▸ **Assignment**:
Each record is to be given again without alteration.

▸ **Records to process**:
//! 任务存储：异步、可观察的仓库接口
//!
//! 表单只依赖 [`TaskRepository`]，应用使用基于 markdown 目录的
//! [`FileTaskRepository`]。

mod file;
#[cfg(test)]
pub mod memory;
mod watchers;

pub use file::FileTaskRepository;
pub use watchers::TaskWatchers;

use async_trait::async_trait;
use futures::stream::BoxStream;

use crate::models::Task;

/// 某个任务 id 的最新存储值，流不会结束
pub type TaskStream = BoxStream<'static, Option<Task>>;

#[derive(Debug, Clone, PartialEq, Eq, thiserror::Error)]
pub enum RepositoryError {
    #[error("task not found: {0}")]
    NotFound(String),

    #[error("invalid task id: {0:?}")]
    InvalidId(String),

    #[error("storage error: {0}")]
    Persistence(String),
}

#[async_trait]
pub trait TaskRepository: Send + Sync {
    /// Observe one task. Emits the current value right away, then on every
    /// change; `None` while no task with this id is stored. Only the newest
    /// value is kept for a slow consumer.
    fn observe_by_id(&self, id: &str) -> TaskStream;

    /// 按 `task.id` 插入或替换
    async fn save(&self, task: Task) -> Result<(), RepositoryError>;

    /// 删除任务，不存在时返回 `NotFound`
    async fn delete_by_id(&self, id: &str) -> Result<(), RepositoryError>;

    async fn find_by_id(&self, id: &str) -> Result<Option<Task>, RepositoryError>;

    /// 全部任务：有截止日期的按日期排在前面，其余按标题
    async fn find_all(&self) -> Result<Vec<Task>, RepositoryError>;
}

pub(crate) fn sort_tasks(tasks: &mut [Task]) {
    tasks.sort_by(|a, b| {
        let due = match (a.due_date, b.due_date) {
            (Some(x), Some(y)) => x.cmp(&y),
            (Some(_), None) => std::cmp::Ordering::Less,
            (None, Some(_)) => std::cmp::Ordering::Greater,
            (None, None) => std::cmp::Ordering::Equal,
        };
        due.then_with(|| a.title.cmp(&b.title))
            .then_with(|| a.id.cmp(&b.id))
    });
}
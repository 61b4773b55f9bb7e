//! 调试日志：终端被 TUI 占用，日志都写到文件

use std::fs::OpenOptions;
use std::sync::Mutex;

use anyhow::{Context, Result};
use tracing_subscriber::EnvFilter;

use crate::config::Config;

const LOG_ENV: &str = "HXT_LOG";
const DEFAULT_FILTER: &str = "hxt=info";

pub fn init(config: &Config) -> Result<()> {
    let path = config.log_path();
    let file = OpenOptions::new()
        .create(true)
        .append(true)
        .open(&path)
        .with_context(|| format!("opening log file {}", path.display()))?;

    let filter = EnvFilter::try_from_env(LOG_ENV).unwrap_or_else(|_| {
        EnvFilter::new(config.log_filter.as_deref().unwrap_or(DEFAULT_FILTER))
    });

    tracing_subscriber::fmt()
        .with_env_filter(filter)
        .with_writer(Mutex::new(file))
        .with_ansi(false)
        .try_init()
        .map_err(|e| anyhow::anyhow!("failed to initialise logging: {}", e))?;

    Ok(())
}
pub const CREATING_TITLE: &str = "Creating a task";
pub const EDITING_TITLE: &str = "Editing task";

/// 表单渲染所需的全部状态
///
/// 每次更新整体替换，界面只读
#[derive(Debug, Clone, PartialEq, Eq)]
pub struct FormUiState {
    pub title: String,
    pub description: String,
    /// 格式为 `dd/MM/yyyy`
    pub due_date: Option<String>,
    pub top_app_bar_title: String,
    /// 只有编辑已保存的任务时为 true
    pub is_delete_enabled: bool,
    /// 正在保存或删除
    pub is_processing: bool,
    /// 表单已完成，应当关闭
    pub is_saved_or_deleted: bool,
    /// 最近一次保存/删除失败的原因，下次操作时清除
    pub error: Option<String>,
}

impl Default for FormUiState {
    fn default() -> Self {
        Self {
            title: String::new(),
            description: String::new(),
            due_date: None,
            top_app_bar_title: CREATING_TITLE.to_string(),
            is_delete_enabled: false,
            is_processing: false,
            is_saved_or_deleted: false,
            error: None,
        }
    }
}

▸ **Exercise response**:
//! 任务存储：异步、可观察的仓库接口
//!
//! 表单只依赖 [`TaskRepository`]，应用使用基于 markdown 目录的
//! [`FileTaskRepository`]。

mod file;
#[cfg(test)]
pub mod memory;
mod watchers;

pub use file::FileTaskRepository;
pub use watchers::TaskWatchers;

use async_trait::async_trait;
use futures::stream::BoxStream;

use crate::models::Task;

/// 某个任务 id 的最新存储值，流不会结束
pub type TaskStream = BoxStream<'static, Option<Task>>;

#[derive(Debug, Clone, PartialEq, Eq, thiserror::Error)]
pub enum RepositoryError {
    #[error("task not found: {0}")]
    NotFound(String),

    #[error("invalid task id: {0:?}")]
    InvalidId(String),

    #[error("storage error: {0}")]
    Persistence(String),
}

#[async_trait]
pub trait TaskRepository: Send + Sync {
    /// Observe one task. Emits the current value right away, then on every
    /// change; `None` while no task with this id is stored. Only the newest
    /// value is kept for a slow consumer.
    fn observe_by_id(&self, id: &str) -> TaskStream;

    /// 按 `task.id` 插入或替换
    async fn save(&self, task: Task) -> Result<(), RepositoryError>;

    /// 删除任务，不存在时返回 `NotFound`
    async fn delete_by_id(&self, id: &str) -> Result<(), RepositoryError>;

    async fn find_by_id(&self, id: &str) -> Result<Option<Task>, RepositoryError>;

    /// 全部任务：有截止日期的按日期排在前面，其余按标题
    async fn find_all(&self) -> Result<Vec<Task>, RepositoryError>;
}

pub(crate) fn sort_tasks(tasks: &mut [Task]) {
    tasks.sort_by(|a, b| {
        let due = match (a.due_date, b.due_date) {
            (Some(x), Some(y)) => x.cmp(&y),
            (Some(_), None) => std::cmp::Ordering::Less,
            (None, Some(_)) => std::cmp::Ordering::Greater,
            (None, None) => std::cmp::Ordering::Equal,
        };
        due.then_with(|| a.title.cmp(&b.title))
            .then_with(|| a.id.cmp(&b.id))
    });
}
repository 61b4773b55f9bb7e
//! 调试日志：终端被 TUI 占用，日志都写到文件

use std::fs::OpenOptions;
use std::sync::Mutex;

use anyhow::{Context, Result};
use tracing_subscriber::EnvFilter;

use crate::config::Config;

const LOG_ENV: &str = "HXT_LOG";
const DEFAULT_FILTER: &str = "hxt=info";

pub fn init(config: &Config) -> Result<()> {
    let path = config.log_path();
    let file = OpenOptions::new()
        .create(true)
        .append(true)
        .open(&path)
        .with_context(|| format!("opening log file {}", path.display()))?;

    let filter = EnvFilter::try_from_env(LOG_ENV).unwrap_or_else(|_| {
        EnvFilter::new(config.log_filter.as_deref().unwrap_or(DEFAULT_FILTER))
    });

    tracing_subscriber::fmt()
        .with_env_filter(filter)
        .with_writer(Mutex::new(file))
        .with_ansi(false)
        .try_init()
        .map_err(|e| anyhow::anyhow!("failed to initialise logging: {}", e))?;

    Ok(())
}
pub const CREATING_TITLE: &str = "Creating a task";
pub const EDITING_TITLE: &str = "Editing task";

/// 表单渲染所需的全部状态
///
/// 每次更新整体替换，界面只读
#[derive(Debug, Clone, PartialEq, Eq)]
pub struct FormUiState {
    pub title: String,
    pub description: String,
    /// 格式为 `dd/MM/yyyy`
    pub due_date: Option<String>,
    pub top_app_bar_title: String,
    /// 只有编辑已保存的任务时为 true
    pub is_delete_enabled: bool,
    /// 正在保存或删除
    pub is_processing: bool,
    /// 表单已完成，应当关闭
    pub is_saved_or_deleted: bool,
    /// 最近一次保存/删除失败的原因，下次操作时清除
    pub error: Option<String>,
}

impl Default for FormUiState {
    fn default() -> Self {
        Self {
            title: String::new(),
            description: String::new(),
            due_date: None,
            top_app_bar_title: CREATING_TITLE.to_string(),
            is_delete_enabled: false,
            is_processing: false,
            is_saved_or_deleted: false,
            error: None,
        }
    }
}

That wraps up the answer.